Classic Workout #1 / #2 | Sets | Reps | Actual |
Narrow Pushup | 2 | 20 | 20,20 |
Wide Pushup | 2 | 20 | 20,20 |
Decline Pushup | 2 | 20 | 15,15 |
Pull-up | 3 | 5-10 | 8,8,8 |
Neutral Pull-up | 3 | 5-10 | 8,7,6 |
Chin-up | 3 | 5-10 | 6,6,6 |
Hanging Knee Raise | 1 | 20 | 20 |
Bent Knee Raises | 2 | 15 | 10,10 |
Incline Pike Pushups | 3 | 15 | |
Dips (Knees up) | 3 | 10 |
So I got in a good set of regular pull-ups, but fell behind on the neutral and only got three sets of 6 of the Chin-ups (which are supposed to be the easiest of the three).
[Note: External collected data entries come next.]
//! Log output for the binaries.

use tracing_subscriber::{layer::SubscriberExt, util::SubscriberInitExt, EnvFilter};

/// Filter used when `RUST_LOG` is unset or invalid.
pub const DEFAULT_FILTER: &str = "info";

/// Installs the global subscriber: single-line events on stdout, filtered by `RUST_LOG`.
/// Calling it twice is harmless.
pub fn init() {
    let filter =
        EnvFilter::try_from_default_env().unwrap_or_else(|_| EnvFilter::new(DEFAULT_FILTER));

    let _ = tracing_subscriber::registry()
        .with(filter)
        .with(tracing_subscriber::fmt::layer().with_target(false))
        .try_init();
}
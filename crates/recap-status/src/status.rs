//! Server status data model.

use chrono::{DateTime, Utc};
use serde::{Deserialize, Serialize};

/// Credential validity as last observed from the server.
///
/// Tri-state: the server confirmed the credential, rejected it, or the
/// observation was undetermined (unreachable server or an unexpected
/// response).
#[derive(Debug, Clone, Copy, PartialEq, Eq, Serialize, Deserialize)]
#[serde(rename_all = "snake_case")]
pub enum AuthValidity {
    Valid,
    Invalid,
    Unknown,
}

impl AuthValidity {
    /// Whether this is a definitive observation (not `Unknown`).
    pub fn is_resolved(&self) -> bool {
        !matches!(self, AuthValidity::Unknown)
    }
}

/// Latest observation of server reachability and credential validity.
///
/// Invariant: when `reachable` is false, `auth_valid` is `Unknown` and
/// `http_status` is `None`; nothing can be known about the credential
/// through an unreachable server.
#[derive(Debug, Clone, PartialEq, Serialize, Deserialize)]
pub struct ServerStatus {
    /// Whether the last check reached the server at all.
    pub reachable: bool,
    /// Credential validity as of the last check.
    pub auth_valid: AuthValidity,
    /// HTTP status code of the last response, if one was received.
    pub http_status: Option<u16>,
    /// When the status was last updated.
    pub last_checked_at: DateTime<Utc>,
    /// Whether the last check was aborted by the client-side timeout.
    pub timed_out: bool,
    /// Whether the last check failed in an unexpected way (transport
    /// failure other than timeout, or an unexpected HTTP code).
    pub errored: bool,
}

impl ServerStatus {
    /// Status before any check has run.
    pub fn initial() -> Self {
        Self {
            reachable: false,
            auth_valid: AuthValidity::Unknown,
            http_status: None,
            last_checked_at: Utc::now(),
            timed_out: false,
            errored: false,
        }
    }
}

/// Partial status update merged by `ServerStatusMonitor::set_status`.
///
/// `http_status` is doubly optional: `None` leaves the field untouched,
/// `Some(None)` explicitly clears it.
#[derive(Debug, Clone, Default)]
pub struct StatusPatch {
    pub reachable: Option<bool>,
    pub auth_valid: Option<AuthValidity>,
    pub http_status: Option<Option<u16>>,
    pub timed_out: Option<bool>,
    pub errored: Option<bool>,
}

impl StatusPatch {
    /// Merge this patch into a status, without stamping the timestamp or
    /// enforcing invariants (the monitor does both).
    pub(crate) fn apply(&self, status: &mut ServerStatus) {
        if let Some(reachable) = self.reachable {
            status.reachable = reachable;
        }
        if let Some(auth_valid) = self.auth_valid {
            status.auth_valid = auth_valid;
        }
        if let Some(http_status) = self.http_status {
            status.http_status = http_status;
        }
        if let Some(timed_out) = self.timed_out {
            status.timed_out = timed_out;
        }
        if let Some(errored) = self.errored {
            status.errored = errored;
        }
    }
}

/// Whether a status transition warrants a broadcast.
///
/// Health checks run on a frequent poll and mostly reconfirm the current
/// state; broadcasting every poll would flood UI listeners. A transition
/// matters when reachability flips, when `auth_valid` changes between two
/// definitive observations (transitions through `Unknown` do not count),
/// or when the HTTP code / error / timeout flags change.
pub(crate) fn is_meaningful_change(previous: &ServerStatus, next: &ServerStatus) -> bool {
    previous.reachable != next.reachable
        || (previous.auth_valid.is_resolved()
            && next.auth_valid.is_resolved()
            && previous.auth_valid != next.auth_valid)
        || previous.http_status != next.http_status
        || previous.errored != next.errored
        || previous.timed_out != next.timed_out
}
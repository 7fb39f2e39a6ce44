//! Session management against the task server.
//!
//! The session manager owns the in-memory credential and authentication
//! flag. It is the single writer of that state: login, logout, startup
//! restore, server reconciliation and eviction all run through it, and
//! every externally visible change is broadcast over the notification bus.
//!
//! Consistency rules:
//! - `is_authenticated` without a credential is a violation, repaired from
//!   the fast backend or resolved by eviction, never reported as valid.
//! - Transient server trouble preserves the current state (fail-open for
//!   read-only checks); only an explicit unauthorized response evicts.

use crate::state::redact_credential;
use crate::{AuthError, AuthResult, AuthState};
use recap_bus::{Notification, NotificationBus};
use recap_storage::CredentialStore;
use serde::{Deserialize, Serialize};
use std::collections::HashMap;
use std::sync::{Arc, Mutex};
use std::time::Duration;
use tracing::{debug, error, info, warn};

/// Delay before a restored session is validated with the server, so other
/// components can finish initializing first.
pub const STARTUP_VALIDATION_GRACE: Duration = Duration::from_secs(2);

#[derive(Debug, Serialize)]
struct LoginRequest<'a> {
    password: &'a str,
}

#[derive(Debug, Deserialize)]
struct LoginResponse {
    token: String,
}

#[derive(Debug, Deserialize)]
struct ErrorResponse {
    error: String,
}

#[derive(Debug, Deserialize)]
struct CheckResponse {
    authenticated: bool,
}

/// Outcome of querying `/auth/check`.
#[derive(Debug, Clone, Copy, PartialEq, Eq)]
enum CheckOutcome {
    /// Server answered with a definitive verdict.
    Definitive(bool),
    /// Server rejected the credential outright (HTTP 401).
    Unauthorized,
    /// Server signalled no change since the last check (HTTP 304).
    NoChange,
    /// Transport failure or unexpected response; current state stands.
    Inconclusive,
}

#[derive(Debug, Default)]
struct SessionState {
    credential: Option<String>,
    is_authenticated: bool,
}

/// Owns the in-memory authentication state and drives the credential
/// lifecycle against the task server.
#[derive(Clone)]
pub struct AuthSessionManager {
    state: Arc<Mutex<SessionState>>,
    store: CredentialStore,
    bus: NotificationBus,
    http_client: reqwest::Client,
    server_url: String,
}

impl AuthSessionManager {
    /// Create a new session manager.
    pub fn new(
        store: CredentialStore,
        bus: NotificationBus,
        server_url: impl Into<String>,
    ) -> Self {
        Self {
            state: Arc::new(Mutex::new(SessionState::default())),
            store,
            bus,
            http_client: reqwest::Client::new(),
            server_url: server_url.into().trim_end_matches('/').to_string(),
        }
    }

    fn endpoint(&self, path: &str) -> String {
        format!("{}{}", self.server_url, path)
    }

    /// Current authentication state (pull API for contexts that missed a
    /// broadcast). Never performs I/O.
    pub fn get_auth_state(&self) -> AuthState {
        let state = self.state.lock().unwrap();
        AuthState {
            is_authenticated: state.is_authenticated,
            has_credential: state.credential.is_some(),
            credential_preview: state.credential.as_deref().map(redact_credential),
        }
    }

    /// Login with the shared password.
    ///
    /// On success the credential is made visible fast-path first: the
    /// session backend and in-memory state are updated before the durable
    /// write, so a durable-storage failure cannot void a login the server
    /// already accepted. On failure the server's error message is returned
    /// verbatim and the state stays logged out.
    pub async fn login(&self, password: &str) -> AuthResult<String> {
        // Defensive reset so a half-authenticated state cannot leak into a
        // fresh attempt.
        {
            let mut state = self.state.lock().unwrap();
            state.credential = None;
            state.is_authenticated = false;
        }
        self.store.clear_fast();

        debug!("Attempting login");
        let response = self
            .http_client
            .post(self.endpoint("/auth/login"))
            .json(&LoginRequest { password })
            .send()
            .await?;

        if !response.status().is_success() {
            let status = response.status();
            let message = match response.json::<ErrorResponse>().await {
                Ok(body) => body.error,
                Err(_) => format!("HTTP {status}"),
            };
            warn!(status = %status, "Login rejected by server");
            return Err(AuthError::InvalidCredentials(message));
        }

        let token = response.json::<LoginResponse>().await?.token.trim().to_string();

        self.store.save_fast(&token);
        {
            let mut state = self.state.lock().unwrap();
            state.credential = Some(token.clone());
            state.is_authenticated = true;
        }
        if !self.store.save(&token).await {
            warn!("Durable credential persistence incomplete, continuing with in-memory session");
        }
        self.broadcast_state();

        if self.get_auth_headers().is_empty() {
            error!("Header generation failed immediately after login; this is a logic bug");
        }

        info!("Login successful");
        Ok(token)
    }

    /// Logout.
    ///
    /// The local state is cleared first so the UI reflects the logout even
    /// when the server is unreachable; the server notification afterwards
    /// is best-effort and its failure is swallowed. Always returns `true`.
    pub async fn logout(&self) -> bool {
        let previous = {
            let mut state = self.state.lock().unwrap();
            state.is_authenticated = false;
            state.credential.take()
        };
        self.store.clear();
        self.broadcast_state();

        if let Some(token) = previous {
            let result = self
                .http_client
                .post(self.endpoint("/auth/logout"))
                .header(reqwest::header::AUTHORIZATION, format!("Bearer {token}"))
                .send()
                .await;
            match result {
                Ok(response) if !response.status().is_success() => {
                    debug!(status = %response.status(), "Server logout returned non-success (ignored)");
                }
                Ok(_) => debug!("Server notified of logout"),
                Err(e) => debug!(error = %e, "Server logout notification failed (ignored)"),
            }
        }

        info!("Logged out");
        true
    }

    /// Restore a persisted session on startup.
    ///
    /// A stored credential flips the state to authenticated and broadcasts
    /// immediately; the UI must not wait on server validation. Validation
    /// runs afterwards on a grace delay, and is deliberately conservative:
    /// a failed validation is logged loudly but only an explicit
    /// unauthorized response evicts the session. Transient network trouble
    /// must not log a working user out.
    pub async fn load_persisted_session(&self) -> AuthState {
        let Some(token) = self.store.load() else {
            debug!("No persisted credential found");
            return self.get_auth_state();
        };

        info!("Restoring persisted session");
        {
            let mut state = self.state.lock().unwrap();
            state.credential = Some(token);
            state.is_authenticated = true;
        }
        self.broadcast_state();

        let manager = self.clone();
        tokio::spawn(async move {
            tokio::time::sleep(STARTUP_VALIDATION_GRACE).await;
            manager.validate_restored_session().await;
        });

        self.get_auth_state()
    }

    async fn validate_restored_session(&self) {
        match self.query_check().await {
            CheckOutcome::Definitive(true) => {
                debug!("Restored session validated by server");
            }
            CheckOutcome::Definitive(false) => {
                error!(
                    "Server reports restored session as not authenticated; \
                     keeping session pending an explicit unauthorized response"
                );
            }
            CheckOutcome::Unauthorized => {
                warn!("Server rejected restored credential, evicting session");
                self.evict("unauthorized during startup validation");
            }
            CheckOutcome::NoChange | CheckOutcome::Inconclusive => {
                debug!("Startup validation inconclusive, keeping session");
            }
        }
    }

    /// Reconcile the local authentication state with the server.
    ///
    /// Guards the inconsistent authenticated-without-credential case first:
    /// the credential is recovered from the fast backend when possible, and
    /// the session evicted when not; that state must never be reported as
    /// authenticated. Server verdicts then reconcile as follows: a
    /// definitive answer differing from local state transitions and
    /// broadcasts; unauthorized evicts; no-change and transport failures
    /// preserve the current state so transient errors cannot cause spurious
    /// logouts.
    pub async fn check_auth_with_server(&self) -> bool {
        let inconsistent = {
            let state = self.state.lock().unwrap();
            state.is_authenticated && state.credential.is_none()
        };
        if inconsistent {
            warn!("Authenticated without credential, attempting fast-backend recovery");
            match self.store.load_fast() {
                Some(token) => {
                    info!("Credential recovered from fast backend");
                    let mut state = self.state.lock().unwrap();
                    state.credential = Some(token);
                }
                None => {
                    error!("Credential unrecoverable from any backend, evicting session");
                    self.evict("consistency violation");
                    return false;
                }
            }
        }

        let current = { self.state.lock().unwrap().is_authenticated };

        match self.query_check().await {
            CheckOutcome::Definitive(server_verdict) => {
                if server_verdict != current {
                    info!(
                        server_verdict,
                        local = current,
                        "Server auth verdict differs from local state, reconciling"
                    );
                    {
                        let mut state = self.state.lock().unwrap();
                        state.is_authenticated = server_verdict;
                    }
                    self.broadcast_state();
                }
                server_verdict
            }
            CheckOutcome::Unauthorized => {
                warn!("Server rejected credential, evicting session");
                self.evict("unauthorized");
                false
            }
            CheckOutcome::NoChange | CheckOutcome::Inconclusive => current,
        }
    }

    async fn query_check(&self) -> CheckOutcome {
        let headers = self.get_auth_headers();
        let mut request = self
            .http_client
            .get(self.endpoint("/auth/check"))
            .header(reqwest::header::CACHE_CONTROL, "no-cache");
        for (name, value) in &headers {
            request = request.header(name.as_str(), value.as_str());
        }

        let response = match request.send().await {
            Ok(response) => response,
            Err(e) => {
                debug!(error = %e, "Auth check transport failure");
                return CheckOutcome::Inconclusive;
            }
        };

        let status = response.status();
        if status == reqwest::StatusCode::NOT_MODIFIED {
            CheckOutcome::NoChange
        } else if status == reqwest::StatusCode::UNAUTHORIZED {
            CheckOutcome::Unauthorized
        } else if status.is_success() {
            match response.json::<CheckResponse>().await {
                Ok(body) => CheckOutcome::Definitive(body.authenticated),
                Err(e) => {
                    warn!(error = %e, "Malformed auth check response");
                    CheckOutcome::Inconclusive
                }
            }
        } else {
            warn!(status = %status, "Unexpected auth check status");
            CheckOutcome::Inconclusive
        }
    }

    /// Build the authorization headers for a server request.
    ///
    /// Reads the in-memory credential, falling back to the fast backend on
    /// a cold path. When neither holds a credential the map comes back
    /// empty (callers must treat that as "not currently authenticated")
    /// and a reload of the persisted session is scheduled so the state
    /// self-heals rather than erroring.
    pub fn get_auth_headers(&self) -> HashMap<String, String> {
        let token = { self.state.lock().unwrap().credential.clone() };
        let token = token.or_else(|| {
            debug!("No in-memory credential, trying fast-backend fallback");
            self.store.load_fast()
        });

        match token {
            Some(token) => {
                let mut headers = HashMap::new();
                headers.insert("Authorization".to_string(), format!("Bearer {token}"));
                headers
            }
            None => {
                warn!("No credential available for headers, scheduling session reload");
                if let Ok(handle) = tokio::runtime::Handle::try_current() {
                    let manager = self.clone();
                    handle.spawn(async move {
                        manager.load_persisted_session().await;
                    });
                }
                HashMap::new()
            }
        }
    }

    /// Unconditional hard eviction: clears memory and both storage
    /// backends, broadcasts, and returns `false` (the new authentication
    /// status, convenient for call sites that use it directly).
    pub fn reset_authentication(&self) -> bool {
        warn!("Hard authentication reset");
        self.evict("explicit reset");
        false
    }

    fn evict(&self, reason: &str) {
        warn!(reason, "Evicting session");
        {
            let mut state = self.state.lock().unwrap();
            state.credential = None;
            state.is_authenticated = false;
        }
        if !self.store.clear() {
            warn!("Credential clear was incomplete during eviction");
        }
        self.broadcast_state();
    }

    fn broadcast_state(&self) {
        let state = self.get_auth_state();
        match serde_json::to_value(&state) {
            Ok(payload) => self.bus.publish(Notification::auth_status_changed(payload)),
            Err(e) => warn!(error = %e, "Failed to encode auth state payload"),
        }
    }

    #[cfg(test)]
    fn force_state(&self, credential: Option<&str>, is_authenticated: bool) {
        let mut state = self.state.lock().unwrap();
        state.credential = credential.map(str::to_string);
        state.is_authenticated = is_authenticated;
    }
}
Leg raises the energy just wasn't there for those either - got in the knee raises no problem but struggled on the bent leg raises.
Maybe I'll rest tomorrow and eat, but probably not - I have to pick up my daughter from college on Friday so I'm not sure what kind of workout I will get in. So I'll have to do something tomorrow so I don't miss too many days. Also, I'll probably try to make something up on the weekend to make up for Friday.